◆ **Task statement**
Search the entries for the word "have". Copy each line in which it is found.

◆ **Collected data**
---*---
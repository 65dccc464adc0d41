use axum::{
    extract::FromRequestParts,
    http::{header, request::Parts},
};
use data_encoding::BASE64;
use sqlx::SqlitePool;

use crate::modules::users::model::User;
use crate::modules::users::service::UserService;
use crate::state::AppState;
use crate::utils::errors::AppError;
use crate::utils::password::verify_password;

/// Request-scoped credentials parsed from a Basic Authorization header.
/// Never persisted.
#[derive(Debug, Clone, PartialEq, Eq)]
pub struct Credentials {
    pub email: String,
    pub password: String,
}

/// Why authentication failed. This classification exists for server logs
/// only; every variant maps to the same external 401 response so clients
/// cannot probe which emails exist.
#[derive(Debug, Clone, PartialEq, Eq)]
pub enum DenialReason {
    /// No parseable Basic credentials on the request.
    NoCredentials,
    /// No user record matches the presented email.
    UserNotFound(String),
    /// Digest comparison failed for an existing user.
    BadPassword(String),
}

/// Outcome of authenticating a request: the identity, or the reason it was
/// denied. Store faults are reported separately by [`authenticate`].
pub type AuthResult = Result<User, DenialReason>;

/// Decodes `Basic <base64(email:password)>` into credentials.
///
/// Missing header, wrong scheme, undecodable base64, non-UTF-8 payload, and
/// a missing `:` separator are all treated as "no credentials" rather than
/// errors. The password may itself contain `:`; only the first separator
/// splits.
pub fn parse_basic_credentials(header_value: Option<&str>) -> Option<Credentials> {
    let encoded = header_value?.strip_prefix("Basic ")?;
    let decoded = BASE64.decode(encoded.trim().as_bytes()).ok()?;
    let decoded = String::from_utf8(decoded).ok()?;
    let (email, password) = decoded.split_once(':')?;
    Some(Credentials {
        email: email.to_string(),
        password: password.to_string(),
    })
}

/// Authenticates a raw Authorization header value against the user store.
///
/// Lookup is a case-sensitive exact match on email. The outer `Result`
/// carries store faults; the inner [`AuthResult`] carries the
/// authentication outcome.
pub async fn authenticate(
    db: &SqlitePool,
    header_value: Option<&str>,
) -> Result<AuthResult, AppError> {
    let Some(credentials) = parse_basic_credentials(header_value) else {
        return Ok(Err(DenialReason::NoCredentials));
    };

    let Some(record) = UserService::find_by_email_with_password(db, &credentials.email).await?
    else {
        return Ok(Err(DenialReason::UserNotFound(credentials.email)));
    };

    if !verify_password(&credentials.password, &record.password)? {
        return Ok(Err(DenialReason::BadPassword(credentials.email)));
    }

    Ok(Ok(record.into_user()))
}

/// Extractor that authenticates the request and provides the caller's user
/// record. Handlers receive the identity as a typed value; nothing is
/// attached to the request itself.
#[derive(Debug, Clone)]
pub struct AuthUser(pub User);

impl FromRequestParts<AppState> for AuthUser {
    type Rejection = AppError;

    async fn from_request_parts(
        parts: &mut Parts,
        state: &AppState,
    ) -> Result<Self, Self::Rejection> {
        let header_value = parts
            .headers
            .get(header::AUTHORIZATION)
            .and_then(|value| value.to_str().ok());

        match authenticate(&state.db, header_value).await? {
            Ok(user) => {
                tracing::debug!(email = %user.email_address, "authentication successful");
                Ok(AuthUser(user))
            }
            Err(reason) => {
                // The reason stays server-side; the response is uniform.
                tracing::warn!(reason = ?reason, "authentication denied");
                Err(AppError::unauthorized())
            }
        }
    }
}
use axum::http::{HeaderValue, Method, StatusCode};
use axum::routing::get;
use axum::{Json, Router};
use serde_json::{Value, json};
use tower_http::cors::CorsLayer;
use tower_http::trace::TraceLayer;
use utoipa::OpenApi;

use crate::docs::ApiDoc;
use crate::modules::courses::router::init_courses_router;
use crate::modules::users::router::init_users_router;
use crate::state::AppState;

pub fn init_router(state: AppState) -> Router {
    Router::new()
        .route("/", get(welcome))
        .route("/api-docs/openapi.json", get(openapi_json))
        .nest(
            "/api",
            Router::new()
                .nest("/users", init_users_router())
                .nest("/courses", init_courses_router()),
        )
        .fallback(route_not_found)
        .with_state(state.clone())
        .layer({
            let allowed_origins: Vec<HeaderValue> = state
                .cors_config
                .allowed_origins
                .iter()
                .filter_map(|origin| origin.parse().ok())
                .collect();

            CorsLayer::new()
                .allow_origin(allowed_origins)
                .allow_methods([
                    Method::GET,
                    Method::POST,
                    Method::PUT,
                    Method::DELETE,
                    Method::OPTIONS,
                ])
                .allow_headers([
                    axum::http::header::AUTHORIZATION,
                    axum::http::header::CONTENT_TYPE,
                    axum::http::header::ACCEPT,
                ])
                .allow_credentials(true)
        })
        .layer(TraceLayer::new_for_http())
}

async fn welcome() -> Json<Value> {
    Json(json!({ "message": "Welcome to the REST API Project!" }))
}

async fn route_not_found() -> (StatusCode, Json<Value>) {
    (
        StatusCode::NOT_FOUND,
        Json(json!({ "message": "Route Not Found" })),
    )
}

async fn openapi_json() -> Json<utoipa::openapi::OpenApi> {
    Json(ApiDoc::openapi())
}
use coursebook::middleware::auth::parse_basic_credentials;
use data_encoding::BASE64;

fn basic(payload: &str) -> String {
    format!("Basic {}", BASE64.encode(payload.as_bytes()))
}

#[test]
fn test_parses_valid_credentials() {
    let credentials = parse_basic_credentials(Some(&basic("joe@smith.com:joepw"))).unwrap();

    assert_eq!(credentials.email, "joe@smith.com");
    assert_eq!(credentials.password, "joepw");
}

#[test]
fn test_missing_header_is_none() {
    assert!(parse_basic_credentials(None).is_none());
}

#[test]
fn test_wrong_scheme_is_none() {
    assert!(parse_basic_credentials(Some("Bearer some.jwt.token")).is_none());
}

#[test]
fn test_undecodable_base64_is_none() {
    assert!(parse_basic_credentials(Some("Basic !!!not-base64!!!")).is_none());
}

#[test]
fn test_missing_separator_is_none() {
    let header = format!("Basic {}", BASE64.encode(b"no-separator-here"));

    assert!(parse_basic_credentials(Some(&header)).is_none());
}

#[test]
fn test_non_utf8_payload_is_none() {
    let header = format!("Basic {}", BASE64.encode(&[0xff, 0xfe, b':', 0xff]));

    assert!(parse_basic_credentials(Some(&header)).is_none());
}

#[test]
fn test_password_may_contain_separator() {
    // Only the first colon splits; the rest belongs to the secret.
    let credentials = parse_basic_credentials(Some(&basic("joe@smith.com:pass:with:colons"))).unwrap();

    assert_eq!(credentials.email, "joe@smith.com");
    assert_eq!(credentials.password, "pass:with:colons");
}

#[test]
fn test_empty_secret_still_parses() {
    // Parsing succeeds; rejecting the empty secret is the verifier's job.
    let credentials = parse_basic_credentials(Some(&basic("joe@smith.com:"))).unwrap();

    assert_eq!(credentials.password, "");
}

#[test]
fn test_bare_scheme_is_none() {
    assert!(parse_basic_credentials(Some("Basic")).is_none());
    assert!(parse_basic_credentials(Some("Basic ")).is_none());
}
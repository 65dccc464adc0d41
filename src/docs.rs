use utoipa::openapi::security::{HttpAuthScheme, HttpBuilder, SecurityScheme};
use utoipa::{Modify, OpenApi};

use crate::modules::courses::model::{Course, CourseWithOwner, CreateCourseDto, UpdateCourseDto};
use crate::modules::users::model::{CreateUserDto, User};

#[derive(OpenApi)]
#[openapi(
    paths(
        crate::modules::users::controller::get_current_user,
        crate::modules::users::controller::create_user,
        crate::modules::courses::controller::get_courses,
        crate::modules::courses::controller::get_course,
        crate::modules::courses::controller::create_course,
        crate::modules::courses::controller::update_course,
        crate::modules::courses::controller::delete_course,
    ),
    components(
        schemas(
            User,
            CreateUserDto,
            Course,
            CourseWithOwner,
            CreateCourseDto,
            UpdateCourseDto,
        )
    ),
    modifiers(&SecurityAddon),
    tags(
        (name = "Users", description = "Signup and the authenticated user's identity"),
        (name = "Courses", description = "Course catalog and owner-gated mutation")
    ),
    info(
        title = "Coursebook API",
        version = "0.1.0",
        description = "REST API for managing courses and the users who own them. Writes require Basic authentication.",
        license(
            name = "MIT"
        )
    )
)]
pub struct ApiDoc;

struct SecurityAddon;

impl Modify for SecurityAddon {
    fn modify(&self, openapi: &mut utoipa::openapi::OpenApi) {
        if let Some(components) = openapi.components.as_mut() {
            components.add_security_scheme(
                "basic_auth",
                SecurityScheme::Http(HttpBuilder::new().scheme(HttpAuthScheme::Basic).build()),
            )
        }
    }
}
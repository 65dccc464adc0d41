use coursebook::config::server::ServerConfig;
use coursebook::router::init_router;
use coursebook::state::init_app_state;
use dotenvy::dotenv;
use tracing_subscriber::layer::SubscriberExt;
use tracing_subscriber::util::SubscriberInitExt;

#[tokio::main]
async fn main() {
    dotenv().ok();

    tracing_subscriber::registry()
        .with(
            tracing_subscriber::EnvFilter::try_from_default_env().unwrap_or_else(|_| {
                // axum logs rejections from built-in extractors with the `axum::rejection`
                // target, at `TRACE` level. `axum::rejection=trace` enables showing those events
                format!(
                    "{}=debug,tower_http=debug,axum::rejection=trace",
                    env!("CARGO_CRATE_NAME")
                )
                .into()
            }),
        )
        .with(tracing_subscriber::fmt::layer())
        .init();

    let server_config = ServerConfig::from_env();
    let state = init_app_state().await;
    let app = init_router(state);

    let listener = tokio::net::TcpListener::bind(("0.0.0.0", server_config.port))
        .await
        .expect("Failed to bind server port");
    tracing::info!("Server running on http://localhost:{}", server_config.port);
    axum::serve(listener, app)
        .await
        .expect("Server exited with an error");
}
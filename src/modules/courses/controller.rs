use axum::{
    Json,
    extract::{Path, State},
    http::{StatusCode, header},
    response::IntoResponse,
};
use uuid::Uuid;

use crate::middleware::auth::AuthUser;
use crate::middleware::ownership::ensure_owner;
use crate::state::AppState;
use crate::utils::errors::AppError;
use crate::validator::ValidatedJson;

use super::model::{Course, CourseWithOwner, CreateCourseDto, UpdateCourseDto};
use super::service::CourseService;

async fn find_existing_course(state: &AppState, id: Uuid) -> Result<Course, AppError> {
    CourseService::find_course(&state.db, id)
        .await?
        .ok_or_else(|| AppError::not_found("Course not found"))
}

#[utoipa::path(
    get,
    path = "/api/courses",
    responses(
        (status = 200, description = "All courses, each with its owner", body = [CourseWithOwner])
    ),
    tag = "Courses"
)]
pub async fn get_courses(
    State(state): State<AppState>,
) -> Result<Json<Vec<CourseWithOwner>>, AppError> {
    let courses = CourseService::get_courses(&state.db).await?;
    Ok(Json(courses))
}

#[utoipa::path(
    get,
    path = "/api/courses/{id}",
    params(("id" = Uuid, Path, description = "Course ID")),
    responses(
        (status = 200, description = "The course with its owner", body = CourseWithOwner),
        (status = 404, description = "Course not found")
    ),
    tag = "Courses"
)]
pub async fn get_course(
    State(state): State<AppState>,
    Path(id): Path<Uuid>,
) -> Result<Json<CourseWithOwner>, AppError> {
    let course = CourseService::get_course(&state.db, id).await?;
    Ok(Json(course))
}

#[utoipa::path(
    post,
    path = "/api/courses",
    request_body = CreateCourseDto,
    responses(
        (status = 201, description = "Course created, Location set to its URI"),
        (status = 400, description = "Validation failed"),
        (status = 401, description = "Access denied")
    ),
    tag = "Courses",
    security(("basic_auth" = []))
)]
pub async fn create_course(
    State(state): State<AppState>,
    AuthUser(user): AuthUser,
    ValidatedJson(dto): ValidatedJson<CreateCourseDto>,
) -> Result<impl IntoResponse, AppError> {
    let course = CourseService::create_course(&state.db, user.id, dto.into_new_course()).await?;
    Ok((
        StatusCode::CREATED,
        [(header::LOCATION, format!("/api/courses/{}", course.id))],
    ))
}

#[utoipa::path(
    put,
    path = "/api/courses/{id}",
    params(("id" = Uuid, Path, description = "Course ID")),
    request_body = UpdateCourseDto,
    responses(
        (status = 204, description = "Course updated"),
        (status = 400, description = "Validation failed"),
        (status = 401, description = "Access denied"),
        (status = 403, description = "Caller does not own the course"),
        (status = 404, description = "Course not found")
    ),
    tag = "Courses",
    security(("basic_auth" = []))
)]
pub async fn update_course(
    State(state): State<AppState>,
    AuthUser(user): AuthUser,
    Path(id): Path<Uuid>,
    ValidatedJson(dto): ValidatedJson<UpdateCourseDto>,
) -> Result<StatusCode, AppError> {
    // Existence first, then ownership; a missing course is 404, never 403.
    let course = find_existing_course(&state, id).await?;
    ensure_owner(user.id, &course)?;

    CourseService::update_course(&state.db, &course, dto).await?;
    Ok(StatusCode::NO_CONTENT)
}

#[utoipa::path(
    delete,
    path = "/api/courses/{id}",
    params(("id" = Uuid, Path, description = "Course ID")),
    responses(
        (status = 204, description = "Course deleted"),
        (status = 401, description = "Access denied"),
        (status = 403, description = "Caller does not own the course"),
        (status = 404, description = "Course not found")
    ),
    tag = "Courses",
    security(("basic_auth" = []))
)]
pub async fn delete_course(
    State(state): State<AppState>,
    AuthUser(user): AuthUser,
    Path(id): Path<Uuid>,
) -> Result<StatusCode, AppError> {
    let course = find_existing_course(&state, id).await?;
    ensure_owner(user.id, &course)?;

    CourseService::delete_course(&state.db, id).await?;
    Ok(StatusCode::NO_CONTENT)
}
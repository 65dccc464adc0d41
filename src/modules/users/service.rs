use chrono::Utc;
use sqlx::SqlitePool;
use tracing::instrument;
use uuid::Uuid;

use crate::utils::errors::AppError;
use crate::utils::password::hash_password;

use super::model::{NewUser, User};

/// Internal row for the authentication path; the only place the stored
/// digest is ever read.
#[derive(Debug, sqlx::FromRow)]
pub struct UserWithPassword {
    pub id: Uuid,
    pub first_name: String,
    pub last_name: String,
    pub email_address: String,
    pub password: String,
}

impl UserWithPassword {
    pub fn into_user(self) -> User {
        User {
            id: self.id,
            first_name: self.first_name,
            last_name: self.last_name,
            email_address: self.email_address,
        }
    }
}

pub struct UserService;

impl UserService {
    /// Persists a signup. The password is hashed before it reaches the
    /// store; the duplicate-email case is decided by the store's uniqueness
    /// constraint so concurrent signups cannot both succeed.
    #[instrument(skip(db, new_user))]
    pub async fn create_user(db: &SqlitePool, new_user: NewUser) -> Result<User, AppError> {
        let hashed_password = hash_password(&new_user.password)?;
        let now = Utc::now();

        let user = sqlx::query_as::<_, User>(
            "INSERT INTO users (id, first_name, last_name, email_address, password, created_at, updated_at)
             VALUES ($1, $2, $3, $4, $5, $6, $7)
             RETURNING id, first_name, last_name, email_address",
        )
        .bind(Uuid::new_v4())
        .bind(&new_user.first_name)
        .bind(&new_user.last_name)
        .bind(&new_user.email_address)
        .bind(&hashed_password)
        .bind(now)
        .bind(now)
        .fetch_one(db)
        .await
        .map_err(|e| {
            if e.as_database_error()
                .is_some_and(|db_err| db_err.is_unique_violation())
            {
                AppError::conflict("The email address provided is already in use")
            } else {
                AppError::internal(anyhow::Error::new(e).context("Failed to insert user"))
            }
        })?;

        Ok(user)
    }

    #[instrument(skip(db))]
    pub async fn get_user(db: &SqlitePool, id: Uuid) -> Result<User, AppError> {
        let user = sqlx::query_as::<_, User>(
            "SELECT id, first_name, last_name, email_address FROM users WHERE id = $1",
        )
        .bind(id)
        .fetch_optional(db)
        .await?
        .ok_or_else(|| AppError::not_found("User not found"))?;

        Ok(user)
    }

    /// Case-sensitive exact match on email, digest included. Used by the
    /// authenticator only.
    #[instrument(skip(db, email))]
    pub async fn find_by_email_with_password(
        db: &SqlitePool,
        email: &str,
    ) -> Result<Option<UserWithPassword>, AppError> {
        let record = sqlx::query_as::<_, UserWithPassword>(
            "SELECT id, first_name, last_name, email_address, password
             FROM users WHERE email_address = $1",
        )
        .bind(email)
        .fetch_optional(db)
        .await?;

        Ok(record)
    }
}
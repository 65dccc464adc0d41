//! SQLite pool initialization.
//!
//! The connection string comes from `DATABASE_URL` and defaults to a local
//! database file. Migrations from `migrations/` are applied on startup, so
//! a fresh checkout boots against an empty file.
//!
//! # Panics
//!
//! [`init_db_pool`] panics if the database cannot be opened or migrated;
//! there is nothing useful the server can do without its store.

use sqlx::SqlitePool;
use std::env;

pub async fn init_db_pool() -> SqlitePool {
    let database_url =
        env::var("DATABASE_URL").unwrap_or_else(|_| "sqlite:coursebook.db?mode=rwc".to_string());

    let pool = SqlitePool::connect(&database_url)
        .await
        .expect("Failed to connect to database");

    sqlx::migrate!()
        .run(&pool)
        .await
        .expect("Failed to run database migrations");

    pool
}
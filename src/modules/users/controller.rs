use axum::{
    Json,
    extract::State,
    http::{StatusCode, header},
    response::IntoResponse,
};

use crate::middleware::auth::AuthUser;
use crate::state::AppState;
use crate::utils::errors::AppError;
use crate::validator::ValidatedJson;

use super::model::{CreateUserDto, User};
use super::service::UserService;

#[utoipa::path(
    get,
    path = "/api/users",
    responses(
        (status = 200, description = "The currently authenticated user", body = User),
        (status = 401, description = "Access denied")
    ),
    tag = "Users",
    security(("basic_auth" = []))
)]
pub async fn get_current_user(AuthUser(user): AuthUser) -> Json<User> {
    // The caller only ever sees their own identity.
    Json(user)
}

#[utoipa::path(
    post,
    path = "/api/users",
    request_body = CreateUserDto,
    responses(
        (status = 201, description = "User created, Location set to /"),
        (status = 400, description = "Validation failed or email already in use")
    ),
    tag = "Users"
)]
pub async fn create_user(
    State(state): State<AppState>,
    ValidatedJson(dto): ValidatedJson<CreateUserDto>,
) -> Result<impl IntoResponse, AppError> {
    UserService::create_user(&state.db, dto.into_new_user()).await?;
    Ok((StatusCode::CREATED, [(header::LOCATION, "/")]))
}
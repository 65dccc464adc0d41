use axum::{
    Json,
    http::StatusCode,
    response::{IntoResponse, Response},
};
use serde_json::json;

/// Application-level error taxonomy, translated to HTTP at the boundary.
///
/// Validation and conflict errors render as a `{"errors": [...]}` body;
/// everything else renders as `{"message": ...}`. `Unauthorized` carries no
/// detail on purpose: every authentication failure produces the same
/// response, so a client cannot distinguish an unknown user from a bad
/// password.
#[derive(Debug)]
pub enum AppError {
    /// One message per violated field rule, all collected before responding.
    Validation(Vec<String>),
    Unauthorized,
    Forbidden(String),
    NotFound(String),
    /// A unique-field collision reported by the store.
    Conflict(String),
    /// Unexpected store or infrastructure fault. Detail goes to server
    /// diagnostics only.
    Internal(anyhow::Error),
}

impl AppError {
    pub fn validation(errors: Vec<String>) -> Self {
        Self::Validation(errors)
    }

    pub fn unauthorized() -> Self {
        Self::Unauthorized
    }

    pub fn forbidden(message: impl Into<String>) -> Self {
        Self::Forbidden(message.into())
    }

    pub fn not_found(message: impl Into<String>) -> Self {
        Self::NotFound(message.into())
    }

    pub fn conflict(message: impl Into<String>) -> Self {
        Self::Conflict(message.into())
    }

    pub fn internal<E>(err: E) -> Self
    where
        E: Into<anyhow::Error>,
    {
        Self::Internal(err.into())
    }
}

impl IntoResponse for AppError {
    fn into_response(self) -> Response {
        match self {
            AppError::Validation(errors) => {
                (StatusCode::BAD_REQUEST, Json(json!({ "errors": errors }))).into_response()
            }
            AppError::Unauthorized => (
                StatusCode::UNAUTHORIZED,
                Json(json!({ "message": "Access Denied" })),
            )
                .into_response(),
            AppError::Forbidden(message) => {
                (StatusCode::FORBIDDEN, Json(json!({ "message": message }))).into_response()
            }
            AppError::NotFound(message) => {
                (StatusCode::NOT_FOUND, Json(json!({ "message": message }))).into_response()
            }
            AppError::Conflict(message) => {
                (StatusCode::BAD_REQUEST, Json(json!({ "errors": [message] }))).into_response()
            }
            AppError::Internal(err) => {
                tracing::error!(error = ?err, "unhandled internal error");
                (
                    StatusCode::INTERNAL_SERVER_ERROR,
                    Json(json!({ "message": "An unexpected error occurred" })),
                )
                    .into_response()
            }
        }
    }
}

impl From<sqlx::Error> for AppError {
    fn from(err: sqlx::Error) -> Self {
        AppError::internal(err)
    }
}

impl From<anyhow::Error> for AppError {
    fn from(err: anyhow::Error) -> Self {
        AppError::Internal(err)
    }
}
use axum::{
    Json,
    extract::{FromRequest, Request, rejection::JsonRejection},
};
use serde::de::DeserializeOwned;
use validator::{Validate, ValidationErrors};

use crate::utils::errors::AppError;

/// Collects one message per violated rule across every field, so a payload
/// missing several values reports all of them at once.
fn collect_error_messages(errors: &ValidationErrors) -> Vec<String> {
    errors
        .field_errors()
        .iter()
        .flat_map(|(field, errors)| {
            errors.iter().map(move |error| {
                error
                    .message
                    .as_ref()
                    .map(|msg| msg.to_string())
                    .unwrap_or_else(|| format!("{} is invalid", field))
            })
        })
        .collect()
}

/// JSON extractor that runs `validator` rules and rejects with the
/// `{"errors": [...]}` body the API promises for validation failures.
#[derive(Debug, Clone, Copy, Default)]
pub struct ValidatedJson<T>(pub T);

impl<T, S> FromRequest<S> for ValidatedJson<T>
where
    T: DeserializeOwned + Validate,
    S: Send + Sync,
{
    type Rejection = AppError;

    async fn from_request(req: Request, state: &S) -> Result<Self, Self::Rejection> {
        let Json(value) = Json::<T>::from_request(req, state)
            .await
            .map_err(|rejection| {
                if rejection.body_text().contains("invalid type") {
                    return AppError::validation(vec![
                        "Invalid field type in request".to_string(),
                    ]);
                }

                if matches!(rejection, JsonRejection::MissingJsonContentType(_)) {
                    return AppError::validation(vec![
                        "Missing 'Content-Type: application/json' header".to_string(),
                    ]);
                }

                AppError::validation(vec!["Invalid request body".to_string()])
            })?;

        value
            .validate()
            .map_err(|errors| AppError::validation(collect_error_messages(&errors)))?;

        Ok(ValidatedJson(value))
    }
}
//! Middleware and extractors for cross-cutting request concerns.
//!
//! - [`auth`]: Basic-auth credential parsing and the authenticated-user
//!   extractor
//! - [`ownership`]: owner check gating course mutation
//!
//! # Authentication Flow
//!
//! 1. Client sends a request with an `Authorization: Basic <credentials>`
//!    header
//! 2. The [`auth::AuthUser`] extractor parses the credentials, looks the
//!    user up by email, and verifies the password digest
//! 3. Handlers receive the authenticated [`User`] as the extractor value;
//!    mutation handlers additionally run [`ownership::ensure_owner`] once
//!    the target resource is known to exist
//!
//! There is no session or token store. Every request re-authenticates
//! against the user table.
//!
//! [`User`]: crate::modules::users::model::User

pub mod auth;
pub mod ownership;
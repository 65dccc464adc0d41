//! User entity and DTOs.
//!
//! [`User`] is the projection safe to put on the wire: it never carries the
//! password digest. Signup input arrives as [`CreateUserDto`], whose fields
//! are optional so that every missing or blank field can be reported in one
//! validation pass.

use serde::{Deserialize, Serialize};
use sqlx::FromRow;
use utoipa::ToSchema;
use uuid::Uuid;
use validator::Validate;

/// A user, as exposed to clients and embedded in course representations.
#[derive(Serialize, Deserialize, FromRow, Debug, Clone, PartialEq, Eq, ToSchema)]
#[serde(rename_all = "camelCase")]
pub struct User {
    pub id: Uuid,
    pub first_name: String,
    pub last_name: String,
    pub email_address: String,
}

/// Signup payload.
///
/// Validation reports every violated rule, not just the first. A field that
/// is absent and a field that is present-but-empty produce the same
/// "provide a value" message.
#[derive(Deserialize, Debug, Clone, Validate, ToSchema)]
#[serde(rename_all = "camelCase")]
pub struct CreateUserDto {
    #[validate(
        required(message = r#"Please provide a value for "first name""#),
        length(min = 1, message = r#"Please provide a value for "first name""#)
    )]
    pub first_name: Option<String>,
    #[validate(
        required(message = r#"Please provide a value for "last name""#),
        length(min = 1, message = r#"Please provide a value for "last name""#)
    )]
    pub last_name: Option<String>,
    #[validate(
        required(message = r#"Please provide a value for "email""#),
        length(min = 1, message = r#"Please provide a value for "email""#),
        email(message = r#"Please provide a valid email address for "email""#)
    )]
    pub email_address: Option<String>,
    #[validate(
        required(message = r#"Please provide a value for "password""#),
        length(min = 1, message = r#"Please provide a value for "password""#)
    )]
    pub password: Option<String>,
}

/// A validated signup, ready for the store. The password is still plaintext
/// here; [`UserService::create_user`] hashes it before persisting.
///
/// [`UserService::create_user`]: super::service::UserService::create_user
#[derive(Debug, Clone)]
pub struct NewUser {
    pub first_name: String,
    pub last_name: String,
    pub email_address: String,
    pub password: String,
}

impl CreateUserDto {
    /// Fields are guaranteed present once validation has passed.
    pub fn into_new_user(self) -> NewUser {
        NewUser {
            first_name: self.first_name.unwrap_or_default(),
            last_name: self.last_name.unwrap_or_default(),
            email_address: self.email_address.unwrap_or_default(),
            password: self.password.unwrap_or_default(),
        }
    }
}
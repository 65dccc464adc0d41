use uuid::Uuid;

use crate::modules::courses::model::Course;
use crate::utils::errors::AppError;

/// Allows mutation iff the authenticated identity owns the course.
///
/// Callers must have already resolved the course from the store; existence
/// is never decided here, so a missing course can never surface as a 403.
pub fn ensure_owner(identity_id: Uuid, course: &Course) -> Result<(), AppError> {
    if course.user_id == identity_id {
        Ok(())
    } else {
        Err(AppError::forbidden(
            "You do not have permission to modify this course",
        ))
    }
}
---*---
◆ **Answer to the problem**
/// Callers must have already resolved the course from the store; existence
            "You do not have permission to modify this course",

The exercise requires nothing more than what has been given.